§ **What is needed**:
Scan the records for the word "struct". Copy each line that includes it.

§ **Study material**:
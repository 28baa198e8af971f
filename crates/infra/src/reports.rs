//! Read-side reports: dashboard, movement history, low stock.
//!
//! Reads use the projection directly and take no stock locks.

use std::collections::HashMap;
use std::sync::Arc;

use stockwise_catalog::CatalogStore;
use stockwise_core::{DomainResult, Money, Page, ProductId};
use stockwise_inventory::{InventoryMovement, MovementLedger};
use stockwise_sales::OrderStatus;

use crate::dto::{DashboardStats, MovementView, ProductView};
use crate::order_store::OrderStore;

#[derive(Debug)]
pub struct Reports {
    catalog: Arc<CatalogStore>,
    ledger: Arc<MovementLedger>,
    orders: Arc<OrderStore>,
}

impl Reports {
    pub fn new(catalog: Arc<CatalogStore>, ledger: Arc<MovementLedger>, orders: Arc<OrderStore>) -> Self {
        Self {
            catalog,
            ledger,
            orders,
        }
    }

    pub fn dashboard(&self) -> DomainResult<DashboardStats> {
        let products = self.catalog.all_products()?;
        let counters = self.ledger.projector().snapshot()?;

        let mut low_stock_items = 0;
        let mut stock_values = Vec::with_capacity(products.len());
        for product in &products {
            let on_hand = counters.get(&product.id).copied().unwrap_or(0);
            if product.is_low_stock(on_hand) {
                low_stock_items += 1;
            }
            stock_values.push(product.unit_price.checked_mul(on_hand.max(0))?);
        }

        let (total_orders, pending_orders, revenue) = self.orders.with_read(|book| {
            let completed = book
                .iter()
                .filter(|o| o.status() == OrderStatus::Completed)
                .map(|o| o.total_amount());
            Ok((
                book.len(),
                book.count_with_status(OrderStatus::Pending),
                Money::checked_sum(completed)?,
            ))
        })?;

        Ok(DashboardStats {
            total_products: products.len(),
            low_stock_items,
            total_orders,
            pending_orders,
            total_stock_value: Money::checked_sum(stock_values)?,
            total_revenue: revenue,
        })
    }

    /// Most recent first, with product names attached.
    pub fn movement_history(&self, page: Page) -> DomainResult<Vec<MovementView>> {
        let movements = self.ledger.recent(page)?;
        self.with_names(movements)
    }

    /// One product's history, most recent first.
    pub fn product_history(&self, product_id: ProductId, page: Page) -> DomainResult<Vec<MovementView>> {
        let product = self.catalog.get_product(product_id)?;
        let mut movements = self.ledger.movements_for(product_id)?;
        movements.reverse();
        Ok(page
            .apply(movements.into_iter())
            .map(|m| MovementView::new(m, product.name.clone()))
            .collect())
    }

    pub fn low_stock(&self) -> DomainResult<Vec<ProductView>> {
        Ok(self
            .ledger
            .projector()
            .low_stock_products()?
            .into_iter()
            .map(|(product, on_hand)| ProductView::new(product, on_hand))
            .collect())
    }

    fn with_names(&self, movements: Vec<InventoryMovement>) -> DomainResult<Vec<MovementView>> {
        let mut names: HashMap<ProductId, String> = HashMap::new();
        movements
            .into_iter()
            .map(|m| {
                let name = match names.get(&m.product_id) {
                    Some(name) => name.clone(),
                    None => {
                        let name = self.catalog.get_product(m.product_id)?.name;
                        names.insert(m.product_id, name.clone());
                        name
                    }
                };
                Ok(MovementView::new(m, name))
            })
            .collect()
    }
}
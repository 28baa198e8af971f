//! Domain error model.

use serde::{Deserialize, Serialize};
use thiserror::Error;

use crate::id::ProductId;

/// Result type used across the domain layer.
pub type DomainResult<T> = Result<T, DomainError>;

/// One product that could not cover a requested quantity.
#[derive(Debug, Clone, PartialEq, Eq, Serialize, Deserialize)]
pub struct StockShortfall {
    pub product_id: ProductId,
    pub requested: i64,
    pub available: i64,
}

impl core::fmt::Display for StockShortfall {
    fn fmt(&self, f: &mut core::fmt::Formatter<'_>) -> core::fmt::Result {
        write!(
            f,
            "product {} (requested {}, available {})",
            self.product_id, self.requested, self.available
        )
    }
}

/// Domain-level error.
///
/// Every variant is scoped to the request that produced it: nothing here is
/// fatal to the process, and an operation that returns an error has left no
/// partial state behind.
#[derive(Debug, Error, Clone, PartialEq, Eq)]
pub enum DomainError {
    /// Malformed input (empty notes, zero quantity, empty order, ...).
    #[error("validation failed: {0}")]
    Validation(String),

    /// A referenced record does not exist.
    #[error("{entity} not found: {id}")]
    NotFound { entity: &'static str, id: String },

    /// Availability check failed for one or more products.
    #[error("insufficient stock: {}", format_shortfalls(.0))]
    InsufficientStock(Vec<StockShortfall>),

    /// Referential-integrity violation or a lost race; safe to retry after re-reading.
    #[error("conflict: {0}")]
    Conflict(String),

    /// A domain invariant was violated (e.g. an illegal status transition).
    #[error("invariant violated: {0}")]
    InvariantViolation(String),

    /// An identifier was invalid (e.g. parse failure).
    #[error("invalid identifier: {0}")]
    InvalidId(String),

    /// The storage layer failed (e.g. a poisoned lock).
    #[error("storage failure: {0}")]
    Storage(String),
}

fn format_shortfalls(shortfalls: &[StockShortfall]) -> String {
    shortfalls
        .iter()
        .map(ToString::to_string)
        .collect::<Vec<_>>()
        .join(", ")
}

impl DomainError {
    pub fn validation(msg: impl Into<String>) -> Self {
        Self::Validation(msg.into())
    }

    pub fn not_found(entity: &'static str, id: impl ToString) -> Self {
        Self::NotFound {
            entity,
            id: id.to_string(),
        }
    }

    pub fn conflict(msg: impl Into<String>) -> Self {
        Self::Conflict(msg.into())
    }

    pub fn invariant(msg: impl Into<String>) -> Self {
        Self::InvariantViolation(msg.into())
    }

    pub fn invalid_id(msg: impl Into<String>) -> Self {
        Self::InvalidId(msg.into())
    }

    pub fn storage(msg: impl Into<String>) -> Self {
        Self::Storage(msg.into())
    }

    /// Shorthand for mapping a poisoned lock into a storage error.
    pub fn poisoned(what: &str) -> Self {
        Self::Storage(format!("{what} lock poisoned"))
    }

    /// Stable machine-readable code for this error kind.
    pub fn code(&self) -> &'static str {
        match self {
            DomainError::Validation(_) => "validation_error",
            DomainError::NotFound { .. } => "not_found",
            DomainError::InsufficientStock(_) => "insufficient_stock",
            DomainError::Conflict(_) => "conflict",
            DomainError::InvariantViolation(_) => "invariant_violation",
            DomainError::InvalidId(_) => "invalid_id",
            DomainError::Storage(_) => "storage_error",
        }
    }

    /// Whether the caller may retry the same request after re-reading state.
    pub fn is_retryable(&self) -> bool {
        matches!(self, DomainError::Conflict(_) | DomainError::Storage(_))
    }
}

#[cfg(test)]
mod tests {
    use super::*;

    #[test]
    fn insufficient_stock_message_lists_every_product() {
        let a = ProductId::new();
        let b = ProductId::new();
        let err = DomainError::InsufficientStock(vec![
            StockShortfall {
                product_id: a,
                requested: 5,
                available: 3,
            },
            StockShortfall {
                product_id: b,
                requested: 2,
                available: 0,
            },
        ]);

        let msg = err.to_string();
        assert!(msg.contains(&a.to_string()));
        assert!(msg.contains(&b.to_string()));
        assert!(msg.contains("requested 5, available 3"));
        assert_eq!(err.code(), "insufficient_stock");
    }

    #[test]
    fn not_found_names_the_entity() {
        let err = DomainError::not_found("customer", "42");
        assert_eq!(err.to_string(), "customer not found: 42");
        assert!(!err.is_retryable());
    }

    #[test]
    fn conflicts_are_retryable() {
        assert!(DomainError::conflict("lost race").is_retryable());
        assert!(DomainError::poisoned("ledger").is_retryable());
        assert!(!DomainError::validation("bad").is_retryable());
    }
}
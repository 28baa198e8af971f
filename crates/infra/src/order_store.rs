use std::sync::RwLock;

use stockwise_catalog::{CustomerReferences, EntityTable, ProductReferences};
use stockwise_core::{CustomerId, DomainError, DomainResult, OrderId, Page, ProductId};
use stockwise_sales::{Order, OrderStatus};

/// Orders keyed by id, in placement order.
#[derive(Debug, Default)]
pub struct OrderBook {
    orders: EntityTable<Order>,
}

impl OrderBook {
    pub fn get(&self, order_id: OrderId) -> Option<&Order> {
        self.orders.get(&order_id)
    }

    pub fn require(&self, order_id: OrderId) -> DomainResult<&Order> {
        self.orders.require(&order_id)
    }

    pub fn contains(&self, order_id: OrderId) -> bool {
        self.orders.contains(&order_id)
    }

    pub fn insert(&mut self, order: Order) -> DomainResult<()> {
        self.orders.insert(order)
    }

    pub fn replace(&mut self, order: Order) -> DomainResult<()> {
        self.orders.replace(order)
    }

    pub(crate) fn remove(&mut self, order_id: OrderId) -> DomainResult<Order> {
        self.orders.remove(&order_id)
    }

    pub fn len(&self) -> usize {
        self.orders.len()
    }

    pub fn is_empty(&self) -> bool {
        self.orders.is_empty()
    }

    /// Oldest first.
    pub fn iter(&self) -> impl Iterator<Item = &Order> {
        self.orders.iter()
    }

    pub fn count_with_status(&self, status: OrderStatus) -> usize {
        self.iter().filter(|o| o.status() == status).count()
    }
}

impl CustomerReferences for OrderBook {
    fn customer_referenced(&self, customer_id: CustomerId) -> bool {
        self.iter().any(|o| o.customer_id() == Some(customer_id))
    }
}

impl ProductReferences for OrderBook {
    fn product_referenced(&self, product_id: ProductId) -> bool {
        self.iter().any(|o| o.lines().iter().any(|l| l.product_id == product_id))
    }
}

/// Shared order storage.
///
/// Access goes through closures so callers can run a read-check-write
/// sequence under one lock (e.g. "customer exists, then insert order").
#[derive(Debug, Default)]
pub struct OrderStore {
    book: RwLock<OrderBook>,
}

impl OrderStore {
    pub fn new() -> Self {
        Self::default()
    }

    pub fn with_read<T>(&self, f: impl FnOnce(&OrderBook) -> DomainResult<T>) -> DomainResult<T> {
        let book = self.book.read().map_err(|_| DomainError::poisoned("order store"))?;
        f(&book)
    }

    pub fn with_write<T>(&self, f: impl FnOnce(&mut OrderBook) -> DomainResult<T>) -> DomainResult<T> {
        let mut book = self.book.write().map_err(|_| DomainError::poisoned("order store"))?;
        f(&mut book)
    }

    pub fn get(&self, order_id: OrderId) -> DomainResult<Order> {
        self.with_read(|book| book.require(order_id).cloned())
    }

    /// Most recent first.
    pub fn list(&self, page: Page) -> DomainResult<Vec<Order>> {
        self.with_read(|book| {
            let newest_first: Vec<&Order> = book.iter().collect();
            Ok(page.apply(newest_first.into_iter().rev()).cloned().collect())
        })
    }

    pub fn len(&self) -> DomainResult<usize> {
        self.with_read(|book| Ok(book.len()))
    }

    pub fn is_empty(&self) -> DomainResult<bool> {
        self.with_read(|book| Ok(book.is_empty()))
    }
}

#[cfg(test)]
mod tests {
    use super::*;
    use chrono::Utc;
    use stockwise_core::{Aggregate, Money};
    use stockwise_sales::{OrderCommand, PlaceOrder, PricedLine};

    fn order(customer_id: Option<CustomerId>, product_id: ProductId) -> Order {
        let order_id = OrderId::new();
        let (order, _) = Order::empty(order_id)
            .execute(&OrderCommand::PlaceOrder(PlaceOrder {
                order_id,
                customer_id,
                lines: vec![PricedLine {
                    product_id,
                    quantity: 1,
                    unit_price_snapshot: Money::from_minor(100),
                }],
                created_by: None,
                occurred_at: Utc::now(),
            }))
            .unwrap();
        order
    }

    #[test]
    fn list_is_newest_first_and_paged() {
        let store = OrderStore::new();
        let ids: Vec<OrderId> = (0..3)
            .map(|_| {
                let o = order(None, ProductId::new());
                let id = o.id_typed();
                store.with_write(|book| book.insert(o)).unwrap();
                id
            })
            .collect();

        let listed: Vec<OrderId> = store.list(Page::new(0, 2)).unwrap().iter().map(Order::id_typed).collect();
        assert_eq!(listed, vec![ids[2], ids[1]]);
    }

    #[test]
    fn references_are_answered_from_orders() {
        let store = OrderStore::new();
        let customer = CustomerId::new();
        let product = ProductId::new();
        store.with_write(|book| book.insert(order(Some(customer), product))).unwrap();

        store
            .with_read(|book| {
                assert!(book.customer_referenced(customer));
                assert!(!book.customer_referenced(CustomerId::new()));
                assert!(book.product_referenced(product));
                Ok(())
            })
            .unwrap();
    }

    #[test]
    fn missing_order_is_not_found() {
        let store = OrderStore::new();
        assert!(matches!(
            store.get(OrderId::new()),
            Err(DomainError::NotFound { entity: "order", .. })
        ));
    }
}
//! Offset pagination shared by every listing.

use serde::{Deserialize, Serialize};

/// `skip`/`limit` window over an ordered listing.
#[derive(Debug, Copy, Clone, PartialEq, Eq, Serialize, Deserialize)]
pub struct Page {
    pub skip: usize,
    pub limit: usize,
}

impl Page {
    pub const fn new(skip: usize, limit: usize) -> Self {
        Self { skip, limit }
    }

    /// Clamp `limit` to `max`.
    pub fn capped(self, max: usize) -> Self {
        Self {
            skip: self.skip,
            limit: self.limit.min(max),
        }
    }

    /// Apply the window to an iterator.
    pub fn apply<I: Iterator>(self, iter: I) -> impl Iterator<Item = I::Item> {
        iter.skip(self.skip).take(self.limit)
    }
}

impl Default for Page {
    fn default() -> Self {
        Self { skip: 0, limit: 100 }
    }
}

#[cfg(test)]
mod tests {
    use super::*;

    #[test]
    fn apply_skips_then_limits() {
        let got: Vec<_> = Page::new(2, 3).apply(0..10).collect();
        assert_eq!(got, vec![2, 3, 4]);
    }

    #[test]
    fn capped_keeps_skip() {
        assert_eq!(Page::new(5, 1_000).capped(500), Page::new(5, 500));
    }
}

§ **Answer box**:
pub struct Reports {
pub struct StockShortfall {
pub struct OrderBook {
pub struct OrderStore {
pub struct Page {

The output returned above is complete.